- **ABOUT THIS TASK**: The answer should be an exact repeat of the stretch of material below from the line containing "let mut guard" through the line containing "Err(e) if e.kind()".
START DATA EXTRACT
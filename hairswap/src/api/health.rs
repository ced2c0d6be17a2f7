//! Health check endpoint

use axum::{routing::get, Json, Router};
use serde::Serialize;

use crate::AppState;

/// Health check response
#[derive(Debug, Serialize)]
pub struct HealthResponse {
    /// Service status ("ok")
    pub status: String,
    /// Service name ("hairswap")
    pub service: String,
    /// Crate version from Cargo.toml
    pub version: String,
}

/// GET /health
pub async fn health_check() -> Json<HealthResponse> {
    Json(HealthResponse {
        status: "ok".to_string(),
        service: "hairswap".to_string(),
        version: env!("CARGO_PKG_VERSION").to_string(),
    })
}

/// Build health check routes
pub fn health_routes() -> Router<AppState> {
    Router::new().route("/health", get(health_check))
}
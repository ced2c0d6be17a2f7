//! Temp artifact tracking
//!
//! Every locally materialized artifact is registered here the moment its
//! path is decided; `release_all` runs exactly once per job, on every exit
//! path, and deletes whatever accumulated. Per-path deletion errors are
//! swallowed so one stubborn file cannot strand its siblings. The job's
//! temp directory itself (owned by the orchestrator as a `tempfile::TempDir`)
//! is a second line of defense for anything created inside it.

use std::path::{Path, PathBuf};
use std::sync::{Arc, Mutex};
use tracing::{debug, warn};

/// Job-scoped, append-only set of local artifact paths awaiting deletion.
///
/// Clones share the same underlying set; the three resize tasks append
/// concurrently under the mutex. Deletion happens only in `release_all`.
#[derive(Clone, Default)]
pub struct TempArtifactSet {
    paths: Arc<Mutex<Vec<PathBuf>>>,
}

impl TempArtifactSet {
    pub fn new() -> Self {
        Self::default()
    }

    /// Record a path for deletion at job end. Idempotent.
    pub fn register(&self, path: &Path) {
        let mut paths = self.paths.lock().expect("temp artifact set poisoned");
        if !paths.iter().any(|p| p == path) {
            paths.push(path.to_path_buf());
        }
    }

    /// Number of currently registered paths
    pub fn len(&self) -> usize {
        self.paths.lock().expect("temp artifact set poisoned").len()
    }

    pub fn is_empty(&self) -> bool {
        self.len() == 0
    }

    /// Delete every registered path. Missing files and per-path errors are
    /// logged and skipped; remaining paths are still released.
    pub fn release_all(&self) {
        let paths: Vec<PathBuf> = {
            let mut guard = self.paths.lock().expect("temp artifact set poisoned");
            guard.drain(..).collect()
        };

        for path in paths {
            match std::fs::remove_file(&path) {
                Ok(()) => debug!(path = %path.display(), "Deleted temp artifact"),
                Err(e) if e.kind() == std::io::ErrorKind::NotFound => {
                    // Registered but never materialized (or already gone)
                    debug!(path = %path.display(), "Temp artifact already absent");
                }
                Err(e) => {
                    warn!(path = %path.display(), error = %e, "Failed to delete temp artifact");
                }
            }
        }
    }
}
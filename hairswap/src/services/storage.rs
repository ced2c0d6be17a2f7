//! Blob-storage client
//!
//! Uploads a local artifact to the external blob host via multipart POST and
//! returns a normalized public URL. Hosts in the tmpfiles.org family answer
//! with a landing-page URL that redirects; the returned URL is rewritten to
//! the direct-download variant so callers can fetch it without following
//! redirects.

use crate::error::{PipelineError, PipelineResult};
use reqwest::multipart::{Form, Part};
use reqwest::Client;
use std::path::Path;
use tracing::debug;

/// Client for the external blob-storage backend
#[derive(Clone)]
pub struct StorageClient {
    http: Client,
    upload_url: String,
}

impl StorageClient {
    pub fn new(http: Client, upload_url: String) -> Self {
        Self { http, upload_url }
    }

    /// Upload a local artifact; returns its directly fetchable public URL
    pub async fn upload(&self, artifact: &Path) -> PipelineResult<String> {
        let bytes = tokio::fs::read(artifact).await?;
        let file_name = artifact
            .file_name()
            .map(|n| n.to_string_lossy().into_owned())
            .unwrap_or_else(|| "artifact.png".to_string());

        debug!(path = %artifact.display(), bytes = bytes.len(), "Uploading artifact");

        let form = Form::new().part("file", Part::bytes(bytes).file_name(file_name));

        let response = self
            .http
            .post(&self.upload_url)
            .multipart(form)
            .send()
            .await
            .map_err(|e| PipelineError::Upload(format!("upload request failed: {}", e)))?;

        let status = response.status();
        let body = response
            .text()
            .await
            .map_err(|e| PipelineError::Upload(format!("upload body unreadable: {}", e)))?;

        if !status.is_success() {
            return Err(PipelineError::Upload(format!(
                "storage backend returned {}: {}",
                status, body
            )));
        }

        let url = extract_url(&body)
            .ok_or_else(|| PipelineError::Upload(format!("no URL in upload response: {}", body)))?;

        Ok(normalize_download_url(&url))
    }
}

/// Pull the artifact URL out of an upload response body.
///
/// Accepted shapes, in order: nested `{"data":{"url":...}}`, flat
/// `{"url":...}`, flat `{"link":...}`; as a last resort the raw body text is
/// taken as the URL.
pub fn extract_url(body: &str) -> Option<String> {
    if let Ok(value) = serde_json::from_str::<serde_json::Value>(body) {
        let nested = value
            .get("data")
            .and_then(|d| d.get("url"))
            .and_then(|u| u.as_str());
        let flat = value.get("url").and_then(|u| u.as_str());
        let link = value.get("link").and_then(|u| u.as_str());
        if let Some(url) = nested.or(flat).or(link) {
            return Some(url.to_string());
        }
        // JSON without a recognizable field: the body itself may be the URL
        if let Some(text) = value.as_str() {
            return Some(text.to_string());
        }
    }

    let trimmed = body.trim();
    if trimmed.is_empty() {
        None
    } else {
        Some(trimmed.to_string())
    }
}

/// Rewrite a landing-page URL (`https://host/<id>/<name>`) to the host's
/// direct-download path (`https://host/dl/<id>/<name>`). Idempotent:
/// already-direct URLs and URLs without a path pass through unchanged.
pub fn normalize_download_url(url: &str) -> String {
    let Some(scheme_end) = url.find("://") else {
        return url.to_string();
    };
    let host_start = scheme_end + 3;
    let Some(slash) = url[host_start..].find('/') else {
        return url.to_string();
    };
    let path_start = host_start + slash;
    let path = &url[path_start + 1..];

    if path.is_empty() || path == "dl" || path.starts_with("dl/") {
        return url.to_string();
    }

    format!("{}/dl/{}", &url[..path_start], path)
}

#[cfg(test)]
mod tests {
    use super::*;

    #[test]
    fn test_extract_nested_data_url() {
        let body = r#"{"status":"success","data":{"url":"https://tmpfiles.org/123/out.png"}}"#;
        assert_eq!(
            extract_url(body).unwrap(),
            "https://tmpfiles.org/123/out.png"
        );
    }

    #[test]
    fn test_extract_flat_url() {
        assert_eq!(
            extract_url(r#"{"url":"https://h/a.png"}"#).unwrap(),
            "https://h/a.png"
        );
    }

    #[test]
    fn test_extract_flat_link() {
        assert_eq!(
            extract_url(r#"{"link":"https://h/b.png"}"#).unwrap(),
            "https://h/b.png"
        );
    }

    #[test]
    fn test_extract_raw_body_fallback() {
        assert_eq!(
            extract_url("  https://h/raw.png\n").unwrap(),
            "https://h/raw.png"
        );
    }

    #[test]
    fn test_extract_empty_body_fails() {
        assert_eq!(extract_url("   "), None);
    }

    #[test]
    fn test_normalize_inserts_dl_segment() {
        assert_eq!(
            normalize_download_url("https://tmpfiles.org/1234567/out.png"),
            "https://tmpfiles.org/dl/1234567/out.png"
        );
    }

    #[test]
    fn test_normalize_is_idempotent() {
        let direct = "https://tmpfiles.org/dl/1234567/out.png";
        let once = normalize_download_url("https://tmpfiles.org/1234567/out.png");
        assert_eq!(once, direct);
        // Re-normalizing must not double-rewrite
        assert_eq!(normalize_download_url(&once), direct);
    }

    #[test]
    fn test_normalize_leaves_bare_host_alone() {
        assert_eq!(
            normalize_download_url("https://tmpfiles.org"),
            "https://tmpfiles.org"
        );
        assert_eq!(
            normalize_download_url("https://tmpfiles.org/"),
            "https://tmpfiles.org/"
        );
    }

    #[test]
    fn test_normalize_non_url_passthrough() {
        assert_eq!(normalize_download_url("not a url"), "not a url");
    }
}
END DATA EXTRACT
- **RESPONSE TO THIS TASK**:
            let mut guard = self.paths.lock().expect("temp artifact set poisoned");
            guard.drain(..).collect()
        };

        for path in paths {
            match std::fs::remove_file(&path) {
                Ok(()) => debug!(path = %path.display(), "Deleted temp artifact"),
                Err(e) if e.kind() == std::io::ErrorKind::NotFound => {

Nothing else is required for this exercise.